GDF11 forms a bone morphogenetic protein 1‐activated latent complex that can modulate nerve growth factor‐induced differentiation of PC12 cells

All transforming growth factor beta (TGF‐beta) superfamily members are synthesized as precursors with prodomain sequences that are proteolytically removed by subtilisin‐like proprotein convertases (SPCs). For most superfamily members, this is believed sufficient for activation. Exceptions are TGF‐betas 1 to 3 and growth differentiation factor 8 (GDF8), also known as myostatin, which form noncovalent, latent complexes with their SPC‐cleaved prodomains.

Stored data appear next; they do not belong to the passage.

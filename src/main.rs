//! "Certwatch" checker

//! Crate docs

#![forbid(unsafe_code)]
#![deny(
    missing_docs,
    unstable_features,
    missing_debug_implementations,
    missing_copy_implementations,
    trivial_casts,
    trivial_numeric_casts,
    unused_import_braces,
    unused_qualifications,
    bad_style,
    dead_code,
    improper_ctypes,
    non_shorthand_field_patterns,
    no_mangle_generic_items,
    overflowing_literals,
    path_statements,
    patterns_in_fns_without_body,
    unconditional_recursion,
    unused,
    unused_allocation,
    unused_comparisons,
    unused_parens,
    while_true,
    unused_extern_crates
)]
// For development:
// #![allow(dead_code, unused_imports, unused_variables, deprecated)]


use certwatch::*;
use clap::Parser;
use colored::Colorize;
use std::{io, path::PathBuf, process};
use tracing_subscriber::{filter::LevelFilter, EnvFilter};


/// All certificates valid
const EXIT_HEALTHY: i32 = 0;

/// Some certificates expire soon, expired, or couldn't be checked
const EXIT_AT_RISK: i32 = 1;

/// Configuration or run parameters unusable
const EXIT_FAILURE: i32 = 2;


/// Check TLS certificate expiration of configured hosts, notify about at-risk ones
#[derive(Parser, Debug)]
#[command(name = "certwatch", author, version, about, long_about = None)]
struct Args {
    /// Configuration file (JSON), defaults to first existing of: /etc/certwatch/certwatch.conf, ./certwatch.conf
    #[arg(short = 'c', long = "config", value_name = "FILE")]
    config: Option<PathBuf>,

    /// TLS port to check
    #[arg(short = 'p', long = "port", value_name = "PORT")]
    port: Option<u32>,

    /// Per-host timeout in seconds
    #[arg(short = 't', long = "timeout", value_name = "SECONDS")]
    timeout: Option<u64>,

    /// Amount of hosts checked at once
    #[arg(long = "concurrency", value_name = "COUNT")]
    concurrency: Option<usize>,

    /// Webhook to notify about at-risk hosts
    #[arg(short = 'w', long = "webhook", value_name = "URL")]
    webhook: Option<String>,

    /// Owner label put in notifications
    #[arg(long = "owner", value_name = "LABEL")]
    owner: Option<String>,

    /// Print report as JSON
    #[arg(long = "json")]
    json: bool,

    /// Disable colored output
    #[arg(long = "no-color")]
    no_color: bool,
}


/// Initial setup of the tracing subscriber, RUST_LOG wins over configured level
fn setup_logger(level: LevelFilter) {
    let filter = EnvFilter::try_from_default_env()
        .unwrap_or_else(|_| EnvFilter::default().add_directive(level.into()));
    tracing_subscriber::fmt()
        .with_env_filter(filter)
        .with_writer(io::stderr)
        .try_init()
        .unwrap_or_else(|err| eprintln!("Couldn't initialize logger: {}", err));
}


/// Merge CLI arguments over configuration, run the checks, print results
fn run(args: &Args, config: &Config) -> Result<RunOutcome, RunError> {
    let mut config = config.clone();
    config.override_with(args.port, args.timeout, args.concurrency);
    let params = config.run_parameters()?;
    debug!("Run parameters: {:?}", params);

    let mut settings = config.settings.clone();
    settings.override_with(args.webhook.as_deref(), args.owner.as_deref());

    let records = config.host_records();
    let execution = execute_checks(
        TlsFetcher,
        &WebhookNotifier::default(),
        &records,
        &settings,
        &params,
    )?;

    if args.json {
        match execution.report.to_json() {
            Ok(json) => println!("{}", json),
            Err(err) => {
                error!("Report serialization failure: {}", err);
                println!("{}", execution.report);
            }
        }
    } else {
        println!("{}", execution.report);
    }

    match &execution.notification {
        Ok(NotifyStatus::Sent) => {
            eprintln!(
                "{}",
                format!(
                    "Notification about {} at-risk host(s) sent.",
                    execution.batch.total_count()
                )
                .green()
            );
        }
        Ok(NotifyStatus::Skipped) if !execution.batch.is_empty() => {
            eprintln!(
                "{}",
                "At-risk hosts found, but no webhook configured. Notification skipped.".yellow()
            );
        }
        Ok(NotifyStatus::Skipped) => (),
        Err(err) => eprintln!("{}", format!("Notification failed: {}", err).red()),
    }

    Ok(execution.outcome())
}


fn main() {
    let args = Args::parse();
    if args.no_color {
        colored::control::set_override(false);
    }

    let config = Config::load(args.config.as_deref());
    setup_logger(
        config
            .as_ref()
            .map(Config::get_log_level)
            .unwrap_or(LevelFilter::INFO),
    );
    info!("Starting Certwatch v{}", env!("CARGO_PKG_VERSION"));

    let exit_code = match config {
        Ok(config) => {
            match run(&args, &config) {
                Ok(RunOutcome::Healthy) => EXIT_HEALTHY,
                Ok(RunOutcome::AtRisk) => EXIT_AT_RISK,
                Err(err) => {
                    error!("{}", err);
                    eprintln!("{}", format!("FATAL: {}", err).red());
                    EXIT_FAILURE
                }
            }
        }
        Err(err) => {
            error!("{}", err);
            eprintln!("{}", format!("FATAL: {}", err).red());
            EXIT_FAILURE
        }
    };
    process::exit(exit_code)
}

Sequence similarities between TGF‐betas 1 to 3, myostatin, and superfamily member GDF11, also known as bone morphogenetic protein 11 (BMP11), prompted us to examine whether GDF11 might be capable of forming a latent complex with its cleaved prodomain. Here we demonstrate that GDF11 forms a noncovalent latent complex with its SPC‐cleaved prodomain and that this latent complex is activated via cleavage at a single specific site by members of the developmentally important BMP1/Tolloid family of metalloproteinases. Evidence is provided for a molecular model whereby formation and activation of this complex may play a general role in modulating neural differentiation. In particular, mutant GDF11 prodomains impervious to cleavage by BMP1/Tolloid proteinases are shown to be potent stimulators of neurodifferentiation, with potential for therapeutic applications.